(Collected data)
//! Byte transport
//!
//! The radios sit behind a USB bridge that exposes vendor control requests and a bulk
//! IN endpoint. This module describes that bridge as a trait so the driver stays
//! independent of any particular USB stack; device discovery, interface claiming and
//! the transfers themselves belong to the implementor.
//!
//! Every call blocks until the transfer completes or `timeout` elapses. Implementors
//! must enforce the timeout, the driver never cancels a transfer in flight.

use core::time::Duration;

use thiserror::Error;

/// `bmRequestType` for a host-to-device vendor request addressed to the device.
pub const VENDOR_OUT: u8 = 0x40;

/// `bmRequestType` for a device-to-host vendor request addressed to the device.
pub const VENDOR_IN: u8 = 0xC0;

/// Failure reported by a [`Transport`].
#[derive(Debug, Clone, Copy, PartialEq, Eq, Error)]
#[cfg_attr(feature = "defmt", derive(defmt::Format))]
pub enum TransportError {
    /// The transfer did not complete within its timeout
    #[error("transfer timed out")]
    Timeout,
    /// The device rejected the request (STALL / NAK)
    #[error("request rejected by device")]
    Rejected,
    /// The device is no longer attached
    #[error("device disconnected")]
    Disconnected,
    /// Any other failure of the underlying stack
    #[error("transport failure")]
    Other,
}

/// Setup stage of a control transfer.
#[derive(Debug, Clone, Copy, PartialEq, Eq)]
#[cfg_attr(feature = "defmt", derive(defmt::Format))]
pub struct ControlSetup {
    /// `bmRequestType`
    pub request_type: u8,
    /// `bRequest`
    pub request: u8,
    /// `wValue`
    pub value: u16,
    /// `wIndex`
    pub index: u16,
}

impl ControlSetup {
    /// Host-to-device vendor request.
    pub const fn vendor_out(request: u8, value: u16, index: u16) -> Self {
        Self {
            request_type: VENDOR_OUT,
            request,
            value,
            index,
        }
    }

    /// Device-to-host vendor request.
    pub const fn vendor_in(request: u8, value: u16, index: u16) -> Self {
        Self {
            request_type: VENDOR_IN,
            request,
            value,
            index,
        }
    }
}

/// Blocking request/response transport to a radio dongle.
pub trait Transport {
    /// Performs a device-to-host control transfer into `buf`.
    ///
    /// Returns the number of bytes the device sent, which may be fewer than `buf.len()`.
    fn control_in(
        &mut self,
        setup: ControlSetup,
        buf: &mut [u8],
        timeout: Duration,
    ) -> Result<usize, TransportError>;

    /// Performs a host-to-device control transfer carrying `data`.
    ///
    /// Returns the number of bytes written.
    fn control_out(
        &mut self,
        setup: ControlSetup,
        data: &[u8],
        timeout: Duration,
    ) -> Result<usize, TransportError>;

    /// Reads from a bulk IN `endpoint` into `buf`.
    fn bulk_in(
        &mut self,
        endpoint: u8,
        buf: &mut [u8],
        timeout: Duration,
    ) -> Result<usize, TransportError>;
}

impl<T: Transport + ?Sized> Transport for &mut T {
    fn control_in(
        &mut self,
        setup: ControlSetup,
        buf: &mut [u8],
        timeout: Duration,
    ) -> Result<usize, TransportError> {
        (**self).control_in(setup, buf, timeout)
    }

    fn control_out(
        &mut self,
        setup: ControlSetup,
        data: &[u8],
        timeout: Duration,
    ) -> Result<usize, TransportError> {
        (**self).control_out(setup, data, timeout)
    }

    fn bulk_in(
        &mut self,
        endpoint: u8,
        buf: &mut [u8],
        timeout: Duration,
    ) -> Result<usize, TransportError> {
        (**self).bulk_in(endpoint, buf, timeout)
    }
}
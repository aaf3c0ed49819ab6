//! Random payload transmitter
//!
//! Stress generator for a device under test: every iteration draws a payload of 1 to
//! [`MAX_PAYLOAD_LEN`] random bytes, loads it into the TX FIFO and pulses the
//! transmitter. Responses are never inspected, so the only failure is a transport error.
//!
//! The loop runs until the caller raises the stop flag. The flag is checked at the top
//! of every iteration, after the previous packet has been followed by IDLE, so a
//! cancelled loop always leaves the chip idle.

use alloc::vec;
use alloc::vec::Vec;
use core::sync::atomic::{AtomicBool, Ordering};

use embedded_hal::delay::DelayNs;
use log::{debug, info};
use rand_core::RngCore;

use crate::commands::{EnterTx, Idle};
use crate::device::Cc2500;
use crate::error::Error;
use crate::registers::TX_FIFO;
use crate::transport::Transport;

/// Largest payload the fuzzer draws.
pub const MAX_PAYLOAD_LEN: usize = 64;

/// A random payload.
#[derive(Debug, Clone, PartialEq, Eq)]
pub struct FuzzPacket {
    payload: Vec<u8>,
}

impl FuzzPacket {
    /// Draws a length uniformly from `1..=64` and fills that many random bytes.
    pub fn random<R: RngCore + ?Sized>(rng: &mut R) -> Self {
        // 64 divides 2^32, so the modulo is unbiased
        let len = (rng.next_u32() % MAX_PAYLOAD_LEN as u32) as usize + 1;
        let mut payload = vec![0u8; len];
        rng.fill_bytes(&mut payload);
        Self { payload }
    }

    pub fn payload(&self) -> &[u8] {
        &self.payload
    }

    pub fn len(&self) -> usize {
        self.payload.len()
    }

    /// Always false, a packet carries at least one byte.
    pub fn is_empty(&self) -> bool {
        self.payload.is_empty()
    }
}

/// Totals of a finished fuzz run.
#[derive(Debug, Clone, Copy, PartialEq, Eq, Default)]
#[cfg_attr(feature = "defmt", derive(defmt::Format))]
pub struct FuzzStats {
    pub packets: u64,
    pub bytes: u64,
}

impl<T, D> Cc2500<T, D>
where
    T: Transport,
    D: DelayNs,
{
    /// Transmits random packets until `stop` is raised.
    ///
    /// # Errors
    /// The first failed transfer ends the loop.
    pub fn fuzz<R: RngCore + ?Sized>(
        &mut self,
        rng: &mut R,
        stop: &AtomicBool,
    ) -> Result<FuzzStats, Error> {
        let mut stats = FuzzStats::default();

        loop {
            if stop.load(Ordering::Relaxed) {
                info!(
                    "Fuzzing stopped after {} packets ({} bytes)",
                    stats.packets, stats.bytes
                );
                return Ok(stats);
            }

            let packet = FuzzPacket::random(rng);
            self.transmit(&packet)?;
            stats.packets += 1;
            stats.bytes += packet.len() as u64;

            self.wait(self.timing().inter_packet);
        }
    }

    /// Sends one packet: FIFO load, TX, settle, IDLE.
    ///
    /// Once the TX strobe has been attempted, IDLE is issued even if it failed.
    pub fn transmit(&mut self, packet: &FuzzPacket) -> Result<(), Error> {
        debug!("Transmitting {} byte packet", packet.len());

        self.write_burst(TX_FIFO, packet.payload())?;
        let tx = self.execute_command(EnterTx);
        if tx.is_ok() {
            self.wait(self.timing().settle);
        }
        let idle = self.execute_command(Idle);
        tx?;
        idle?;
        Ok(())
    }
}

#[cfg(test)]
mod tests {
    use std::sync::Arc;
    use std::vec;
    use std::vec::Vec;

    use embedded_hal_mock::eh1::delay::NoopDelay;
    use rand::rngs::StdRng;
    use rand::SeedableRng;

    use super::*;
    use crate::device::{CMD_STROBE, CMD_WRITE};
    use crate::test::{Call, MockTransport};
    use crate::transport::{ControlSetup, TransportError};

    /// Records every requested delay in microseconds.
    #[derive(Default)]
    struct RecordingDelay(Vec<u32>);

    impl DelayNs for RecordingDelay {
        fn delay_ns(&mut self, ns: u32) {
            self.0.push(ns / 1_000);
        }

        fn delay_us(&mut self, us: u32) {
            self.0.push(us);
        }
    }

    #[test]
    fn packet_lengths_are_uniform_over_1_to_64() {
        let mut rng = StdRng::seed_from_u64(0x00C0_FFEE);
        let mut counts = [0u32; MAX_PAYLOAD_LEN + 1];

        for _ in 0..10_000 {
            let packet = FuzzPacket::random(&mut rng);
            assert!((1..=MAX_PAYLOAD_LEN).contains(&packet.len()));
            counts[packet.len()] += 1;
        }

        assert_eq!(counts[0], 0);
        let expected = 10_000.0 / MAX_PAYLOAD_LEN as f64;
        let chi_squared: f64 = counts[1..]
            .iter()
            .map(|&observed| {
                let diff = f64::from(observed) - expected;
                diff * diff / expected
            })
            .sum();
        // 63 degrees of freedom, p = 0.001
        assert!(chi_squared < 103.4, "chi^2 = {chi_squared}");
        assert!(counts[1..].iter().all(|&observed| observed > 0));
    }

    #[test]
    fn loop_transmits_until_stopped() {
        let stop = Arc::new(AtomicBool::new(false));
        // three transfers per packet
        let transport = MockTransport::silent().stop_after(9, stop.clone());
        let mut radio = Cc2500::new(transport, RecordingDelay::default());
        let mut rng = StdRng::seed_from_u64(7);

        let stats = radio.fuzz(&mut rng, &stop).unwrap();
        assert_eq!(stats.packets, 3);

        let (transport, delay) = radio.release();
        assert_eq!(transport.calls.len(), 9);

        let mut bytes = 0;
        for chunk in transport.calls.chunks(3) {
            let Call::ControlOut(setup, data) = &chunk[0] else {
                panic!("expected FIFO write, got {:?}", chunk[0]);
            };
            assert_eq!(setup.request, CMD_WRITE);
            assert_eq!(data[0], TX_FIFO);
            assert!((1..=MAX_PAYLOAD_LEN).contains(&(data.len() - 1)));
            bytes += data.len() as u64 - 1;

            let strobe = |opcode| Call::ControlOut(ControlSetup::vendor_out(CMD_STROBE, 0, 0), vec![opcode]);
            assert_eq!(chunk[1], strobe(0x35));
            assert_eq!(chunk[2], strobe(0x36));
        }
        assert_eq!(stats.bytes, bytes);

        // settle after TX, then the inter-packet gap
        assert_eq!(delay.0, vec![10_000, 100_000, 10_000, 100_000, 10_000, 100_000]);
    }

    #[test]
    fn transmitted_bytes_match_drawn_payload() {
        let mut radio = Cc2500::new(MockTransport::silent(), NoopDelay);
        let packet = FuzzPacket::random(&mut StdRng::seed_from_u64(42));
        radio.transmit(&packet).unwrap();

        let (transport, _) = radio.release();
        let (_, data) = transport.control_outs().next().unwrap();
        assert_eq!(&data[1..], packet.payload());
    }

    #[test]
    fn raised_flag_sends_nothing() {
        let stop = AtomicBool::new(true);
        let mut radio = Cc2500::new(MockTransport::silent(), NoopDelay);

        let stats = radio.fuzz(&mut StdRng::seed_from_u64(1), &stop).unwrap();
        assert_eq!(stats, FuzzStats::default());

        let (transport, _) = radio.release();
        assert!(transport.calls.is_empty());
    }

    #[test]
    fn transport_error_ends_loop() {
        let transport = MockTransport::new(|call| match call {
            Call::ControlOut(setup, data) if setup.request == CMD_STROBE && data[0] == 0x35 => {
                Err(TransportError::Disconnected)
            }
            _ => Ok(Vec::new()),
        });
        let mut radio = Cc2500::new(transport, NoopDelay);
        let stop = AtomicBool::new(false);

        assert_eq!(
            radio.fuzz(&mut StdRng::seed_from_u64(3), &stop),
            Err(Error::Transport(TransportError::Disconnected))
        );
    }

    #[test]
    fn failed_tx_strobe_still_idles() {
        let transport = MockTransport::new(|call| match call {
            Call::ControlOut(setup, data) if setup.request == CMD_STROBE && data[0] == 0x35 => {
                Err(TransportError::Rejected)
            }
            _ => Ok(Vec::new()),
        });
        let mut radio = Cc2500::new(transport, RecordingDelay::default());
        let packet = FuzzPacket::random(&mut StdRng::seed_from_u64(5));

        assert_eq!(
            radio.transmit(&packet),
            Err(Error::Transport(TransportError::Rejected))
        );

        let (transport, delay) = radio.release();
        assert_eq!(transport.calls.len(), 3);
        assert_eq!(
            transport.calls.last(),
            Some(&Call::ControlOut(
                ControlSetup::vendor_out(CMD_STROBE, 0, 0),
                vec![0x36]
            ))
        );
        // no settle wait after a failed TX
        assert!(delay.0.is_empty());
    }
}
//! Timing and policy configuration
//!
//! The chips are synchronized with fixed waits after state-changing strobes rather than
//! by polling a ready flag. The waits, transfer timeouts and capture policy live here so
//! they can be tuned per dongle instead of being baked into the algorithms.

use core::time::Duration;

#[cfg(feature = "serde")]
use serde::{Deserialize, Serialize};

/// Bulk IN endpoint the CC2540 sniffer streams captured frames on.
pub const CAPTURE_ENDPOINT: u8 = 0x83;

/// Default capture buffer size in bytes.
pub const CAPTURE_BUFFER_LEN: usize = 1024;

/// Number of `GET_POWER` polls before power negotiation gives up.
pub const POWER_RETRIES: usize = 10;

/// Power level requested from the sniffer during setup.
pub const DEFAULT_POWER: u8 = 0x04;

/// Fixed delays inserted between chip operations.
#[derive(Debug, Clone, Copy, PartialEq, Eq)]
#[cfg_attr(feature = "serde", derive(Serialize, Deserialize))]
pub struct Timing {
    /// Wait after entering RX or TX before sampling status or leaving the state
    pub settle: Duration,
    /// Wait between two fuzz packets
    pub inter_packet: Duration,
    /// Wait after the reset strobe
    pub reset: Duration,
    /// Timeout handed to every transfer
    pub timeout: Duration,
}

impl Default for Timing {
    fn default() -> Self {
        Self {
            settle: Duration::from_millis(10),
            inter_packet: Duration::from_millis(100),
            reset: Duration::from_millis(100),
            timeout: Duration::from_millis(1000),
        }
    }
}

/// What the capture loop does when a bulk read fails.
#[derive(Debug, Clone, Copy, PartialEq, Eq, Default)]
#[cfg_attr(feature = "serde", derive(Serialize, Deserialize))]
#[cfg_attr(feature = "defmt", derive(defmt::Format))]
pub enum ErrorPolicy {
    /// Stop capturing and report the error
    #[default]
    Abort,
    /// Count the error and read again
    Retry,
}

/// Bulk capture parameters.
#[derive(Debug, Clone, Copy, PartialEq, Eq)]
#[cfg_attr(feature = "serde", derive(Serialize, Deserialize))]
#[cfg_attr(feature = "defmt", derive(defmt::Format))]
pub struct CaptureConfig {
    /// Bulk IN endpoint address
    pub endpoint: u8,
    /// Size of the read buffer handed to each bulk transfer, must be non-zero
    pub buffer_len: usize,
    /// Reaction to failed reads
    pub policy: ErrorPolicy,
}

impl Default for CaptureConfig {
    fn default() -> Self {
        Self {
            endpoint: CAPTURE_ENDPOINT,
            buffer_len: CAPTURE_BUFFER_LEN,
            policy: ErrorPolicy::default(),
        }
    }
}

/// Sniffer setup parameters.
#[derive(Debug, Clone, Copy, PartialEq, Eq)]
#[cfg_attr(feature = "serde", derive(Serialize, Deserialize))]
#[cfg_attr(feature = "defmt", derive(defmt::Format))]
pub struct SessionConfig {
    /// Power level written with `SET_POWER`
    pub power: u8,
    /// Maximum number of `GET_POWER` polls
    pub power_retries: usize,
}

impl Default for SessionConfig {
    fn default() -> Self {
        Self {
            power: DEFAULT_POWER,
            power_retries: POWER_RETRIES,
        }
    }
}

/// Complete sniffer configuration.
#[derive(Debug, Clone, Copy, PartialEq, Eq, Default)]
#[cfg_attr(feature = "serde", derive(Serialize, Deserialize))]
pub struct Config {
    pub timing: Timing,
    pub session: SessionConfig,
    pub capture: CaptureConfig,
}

Problem to solve:
Repeat only what lies between the first line of the data and the line containing "Every call blocks", both of those lines included, exactly as it stands.

Answer section:
//! Byte transport
//!
//! The radios sit behind a USB bridge that exposes vendor control requests and a bulk
//! IN endpoint. This module describes that bridge as a trait so the driver stays
//! independent of any particular USB stack; device discovery, interface claiming and
//! the transfers themselves belong to the implementor.
//!
//! Every call blocks until the transfer completes or `timeout` elapses. Implementors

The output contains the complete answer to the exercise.